DATA EXTRACT ::
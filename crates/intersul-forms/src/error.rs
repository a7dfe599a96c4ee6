//! Validation errors.

use std::collections::BTreeMap;

use serde::Serialize;

/// Messages keyed by dotted field path (`"confirm_password"`,
/// `"features.0"`). Only one message is kept per path: a later failure on
/// the same path replaces an earlier one.
#[derive(Debug, Clone, Default, PartialEq, Eq, Serialize, thiserror::Error)]
#[serde(transparent)]
#[error("{}", summarize(.errors))]
pub struct FieldErrors {
    errors: BTreeMap<String, String>,
}

fn summarize(errors: &BTreeMap<String, String>) -> String {
    let parts: Vec<String> = errors
        .iter()
        .map(|(path, message)| {
            if path.is_empty() {
                message.clone()
            } else {
                format!("{}: {}", path, message)
            }
        })
        .collect();
    parts.join("; ")
}

impl FieldErrors {
    pub fn new() -> Self {
        Self::default()
    }

    /// A single error at `path`.
    pub fn single(path: impl Into<String>, message: impl Into<String>) -> Self {
        let mut errors = Self::new();
        errors.insert(path, message);
        errors
    }

    pub fn insert(&mut self, path: impl Into<String>, message: impl Into<String>) {
        self.errors.insert(path.into(), message.into());
    }

    /// Message for `field`, if it failed.
    pub fn get(&self, field: &str) -> Option<&str> {
        self.errors.get(field).map(String::as_str)
    }

    pub fn contains(&self, field: &str) -> bool {
        self.errors.contains_key(field)
    }

    pub fn len(&self) -> usize {
        self.errors.len()
    }

    pub fn is_empty(&self) -> bool {
        self.errors.is_empty()
    }

    pub fn iter(&self) -> impl Iterator<Item = (&str, &str)> {
        self.errors.iter().map(|(k, v)| (k.as_str(), v.as_str()))
    }

    pub fn into_map(self) -> BTreeMap<String, String> {
        self.errors
    }
}

/// Outcome of validating a form.
pub type Validated<T> = std::result::Result<T, FieldErrors>;
//! Error types for session storage.

use std::path::PathBuf;

/// Error type for session operations.
#[derive(Debug, thiserror::Error)]
pub enum Error {
    /// The storage file could not be read or written.
    #[error("Storage I/O failed for {path}: {source}")]
    Io {
        path: PathBuf,
        #[source]
        source: std::io::Error,
    },

    /// A value could not be encoded for storage.
    #[error("Serialization error: {0}")]
    Serialization(#[from] serde_json::Error),
}

/// Result type for session operations.
pub type Result<T> = std::result::Result<T, Error>;
#[cfg(test)]
mod tests {
    use super::*;
    use crate::validate;
    use intersul_types::{
        ClientStatus, CreateCatalogRequest, CreateClientRequest, CreateFranchiseRequest,
        LoginRequest, RegisterRequest, ServicePriority, ServiceStatus, UserRole,
    };
    use serde_json::json;

    #[test]
    fn test_enum_values_match_wire_types() {
        for v in USER_ROLES {
            serde_json::from_value::<UserRole>(json!(v)).unwrap();
        }
        for v in CLIENT_STATUSES {
            serde_json::from_value::<ClientStatus>(json!(v)).unwrap();
        }
        for v in SERVICE_STATUSES {
            serde_json::from_value::<ServiceStatus>(json!(v)).unwrap();
        }
        for v in SERVICE_PRIORITIES {
            serde_json::from_value::<ServicePriority>(json!(v)).unwrap();
        }
    }

    #[test]
    fn test_login() {
        let request: LoginRequest =
            validate(&login(), &json!({"email": "ana@intersul.com.br", "password": "x"})).unwrap();
        assert_eq!(request.email, "ana@intersul.com.br");

        let errors = validate::<LoginRequest>(&login(), &json!({"email": "nope", "password": ""}))
            .unwrap_err();
        assert_eq!(errors.get("email"), Some("Invalid email address"));
        assert_eq!(errors.get("password"), Some("Password is required"));
    }

    #[test]
    fn test_register_password_mismatch_reported_on_confirmation() {
        let errors = validate::<RegisterRequest>(
            &register(),
            &json!({
                "name": "Ana",
                "email": "ana@intersul.com.br",
                "password": "secret1",
                "confirm_password": "secret2"
            }),
        )
        .unwrap_err();

        assert_eq!(errors.len(), 1);
        assert_eq!(errors.get("confirm_password"), Some("Passwords don't match"));
        assert!(!errors.contains("password"));
    }

    #[test]
    fn test_register_decodes_request() {
        let request: RegisterRequest = validate(
            &register(),
            &json!({
                "name": "Ana",
                "email": "ana@intersul.com.br",
                "password": "secret1",
                "confirm_password": "secret1",
                "role": "technician",
                "phone": "(48) 99999-1234"
            }),
        )
        .unwrap();
        assert_eq!(request.role, Some(UserRole::Technician));
        assert_eq!(request.phone.as_deref(), Some("(48) 99999-1234"));
    }

    #[test]
    fn test_change_password_mismatch() {
        let errors = change_password()
            .check(&json!({
                "current_password": "old",
                "new_password": "secret1",
                "confirm_password": "secret9"
            }))
            .unwrap_err();
        assert_eq!(errors.get("confirm_password"), Some("Passwords don't match"));
    }

    #[test]
    fn test_phone_format() {
        let base = json!({"name": "Acme", "email": "acme@x.com"});
        for (phone, ok) in [
            ("(48) 3333-1234", true),
            ("(48) 99999-1234", true),
            ("48 99999-1234", false),
            ("(48)99999-1234", false),
        ] {
            let mut input = base.clone();
            input["phone"] = json!(phone);
            assert_eq!(client().check(&input).is_ok(), ok, "{}", phone);
        }
    }

    #[test]
    fn test_client_decodes() {
        let request: CreateClientRequest = validate(
            &client(),
            &json!({"name": "Acme", "email": "acme@x.com", "status": "suspended", "zip_code": "88000-000"}),
        )
        .unwrap();
        assert_eq!(request.status, Some(ClientStatus::Suspended));
        assert_eq!(request.zip_code.as_deref(), Some("88000-000"));
    }

    #[test]
    fn test_update_client_requires_only_id() {
        assert!(update_client().check(&json!({"id": 4})).is_ok());
        let errors = update_client().check(&json!({"name": "A"})).unwrap_err();
        assert_eq!(errors.get("id"), Some("Required"));
        assert_eq!(errors.get("name"), Some(NAME_TOO_SHORT));
    }

    #[test]
    fn test_service_requirements() {
        let errors = service()
            .check(&json!({"title": "X", "category_id": 0, "client_id": 0, "estimated_duration": 0}))
            .unwrap_err();
        assert_eq!(errors.get("title"), Some("Title must be at least 2 characters"));
        assert_eq!(errors.get("category_id"), Some("Category is required"));
        assert_eq!(errors.get("client_id"), Some("Client is required"));
        assert_eq!(errors.get("estimated_duration"), Some("Duration must be at least 1 minute"));
    }

    #[test]
    fn test_update_service_status() {
        assert!(update_service().check(&json!({"id": 1, "status": "on_hold"})).is_ok());
        assert!(update_service().check(&json!({"id": 1, "status": "done"})).is_err());
    }

    #[test]
    fn test_category_color() {
        assert!(service_category().check(&json!({"name": "Toner", "color": "#a1B2c3"})).is_ok());
        let errors = service_category()
            .check(&json!({"name": "Toner", "color": "red"}))
            .unwrap_err();
        assert_eq!(errors.get("color"), Some("Invalid color format"));
    }

    #[test]
    fn test_catalog() {
        let request: CreateCatalogRequest = validate(
            &copy_machine_catalog(),
            &json!({"model": "X1", "manufacturer": "Ricoh", "price": 1500.0, "features": ["duplex"]}),
        )
        .unwrap();
        assert_eq!(request.features, vec!["duplex"]);

        let errors = copy_machine_catalog()
            .check(&json!({"model": "X", "manufacturer": "Ricoh", "price": -1, "file": "nope"}))
            .unwrap_err();
        assert_eq!(errors.get("model"), Some("Model must be at least 2 characters"));
        assert_eq!(errors.get("price"), Some(PRICE_NEGATIVE));
        assert_eq!(errors.get("file"), Some("Invalid URL"));
    }

    #[test]
    fn test_client_copy_machine() {
        let errors = client_copy_machine()
            .check(&json!({"client_id": 1, "catalog_id": 0, "serial_number": ""}))
            .unwrap_err();
        assert_eq!(errors.get("catalog_id"), Some("Catalog machine is required"));
        assert_eq!(errors.get("serial_number"), Some("Serial number is required"));
    }

    #[test]
    fn test_franchise() {
        let request: CreateFranchiseRequest = validate(
            &franchise(),
            &json!({"name": "Basic", "price": 99.9, "duration": 12, "max_copies": 5000}),
        )
        .unwrap();
        assert_eq!(request.duration, 12);

        let errors = franchise()
            .check(&json!({"name": "Basic", "price": 10, "duration": 0, "color_copies": -1}))
            .unwrap_err();
        assert_eq!(errors.get("duration"), Some("Duration must be at least 1 month"));
        assert_eq!(
            errors.get("color_copies"),
            Some("Number must be greater than or equal to 0")
        );
    }

    #[test]
    fn test_user_schemas() {
        let errors = user()
            .check(&json!({"name": "Ana", "email": "ana@x.com"}))
            .unwrap_err();
        assert_eq!(errors.get("role"), Some("Required"));

        let errors = create_user()
            .check(&json!({"name": "Ana", "email": "ana@x.com", "role": "admin", "password": "123"}))
            .unwrap_err();
        assert_eq!(errors.get("password"), Some("Password must be at least 6 characters"));

        assert!(update_user().check(&json!({"id": 2, "active": false})).is_ok());

        let errors = user_query().check(&json!({"role": "owner"})).unwrap_err();
        assert_eq!(
            errors.get("role"),
            Some("Invalid enum value. Expected 'admin' | 'manager' | 'technician' | 'commercial', received 'owner'")
        );
    }

    #[test]
    fn test_query_bounds() {
        assert!(client_query().check(&json!({"page": 1, "limit": 100})).is_ok());

        let errors = client_query()
            .check(&json!({"page": 0, "limit": 101}))
            .unwrap_err();
        assert_eq!(errors.get("page"), Some("Number must be greater than or equal to 1"));
        assert_eq!(errors.get("limit"), Some("Number must be less than or equal to 100"));

        assert!(service_query().check(&json!({"priority": "urgent", "page": 2})).is_ok());
    }
}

REQUIREMENT ::
Output exactly the lines of the records from the first through the one bearing "pub enum Error", both ends included.

EXERCISE OUTPUT ::
filename crates/intersul-forms/src/error.rs
repository a7dfe599a96c4ee6
//! Validation errors.

use std::collections::BTreeMap;

use serde::Serialize;

/// Messages keyed by dotted field path (`"confirm_password"`,
/// `"features.0"`). Only one message is kept per path: a later failure on
/// the same path replaces an earlier one.
#[derive(Debug, Clone, Default, PartialEq, Eq, Serialize, thiserror::Error)]
#[serde(transparent)]
#[error("{}", summarize(.errors))]
pub struct FieldErrors {
    errors: BTreeMap<String, String>,
}

fn summarize(errors: &BTreeMap<String, String>) -> String {
    let parts: Vec<String> = errors
        .iter()
        .map(|(path, message)| {
            if path.is_empty() {
                message.clone()
            } else {
                format!("{}: {}", path, message)
            }
        })
        .collect();
    parts.join("; ")
}

impl FieldErrors {
    pub fn new() -> Self {
        Self::default()
    }

    /// A single error at `path`.
    pub fn single(path: impl Into<String>, message: impl Into<String>) -> Self {
        let mut errors = Self::new();
        errors.insert(path, message);
        errors
    }

    pub fn insert(&mut self, path: impl Into<String>, message: impl Into<String>) {
        self.errors.insert(path.into(), message.into());
    }

    /// Message for `field`, if it failed.
    pub fn get(&self, field: &str) -> Option<&str> {
        self.errors.get(field).map(String::as_str)
    }

    pub fn contains(&self, field: &str) -> bool {
        self.errors.contains_key(field)
    }

    pub fn len(&self) -> usize {
        self.errors.len()
    }

    pub fn is_empty(&self) -> bool {
        self.errors.is_empty()
    }

    pub fn iter(&self) -> impl Iterator<Item = (&str, &str)> {
        self.errors.iter().map(|(k, v)| (k.as_str(), v.as_str()))
    }

    pub fn into_map(self) -> BTreeMap<String, String> {
        self.errors
    }
}

/// Outcome of validating a form.
pub type Validated<T> = std::result::Result<T, FieldErrors>;
//! Error types for session storage.

use std::path::PathBuf;

/// Error type for session operations.
#[derive(Debug, thiserror::Error)]
pub enum Error {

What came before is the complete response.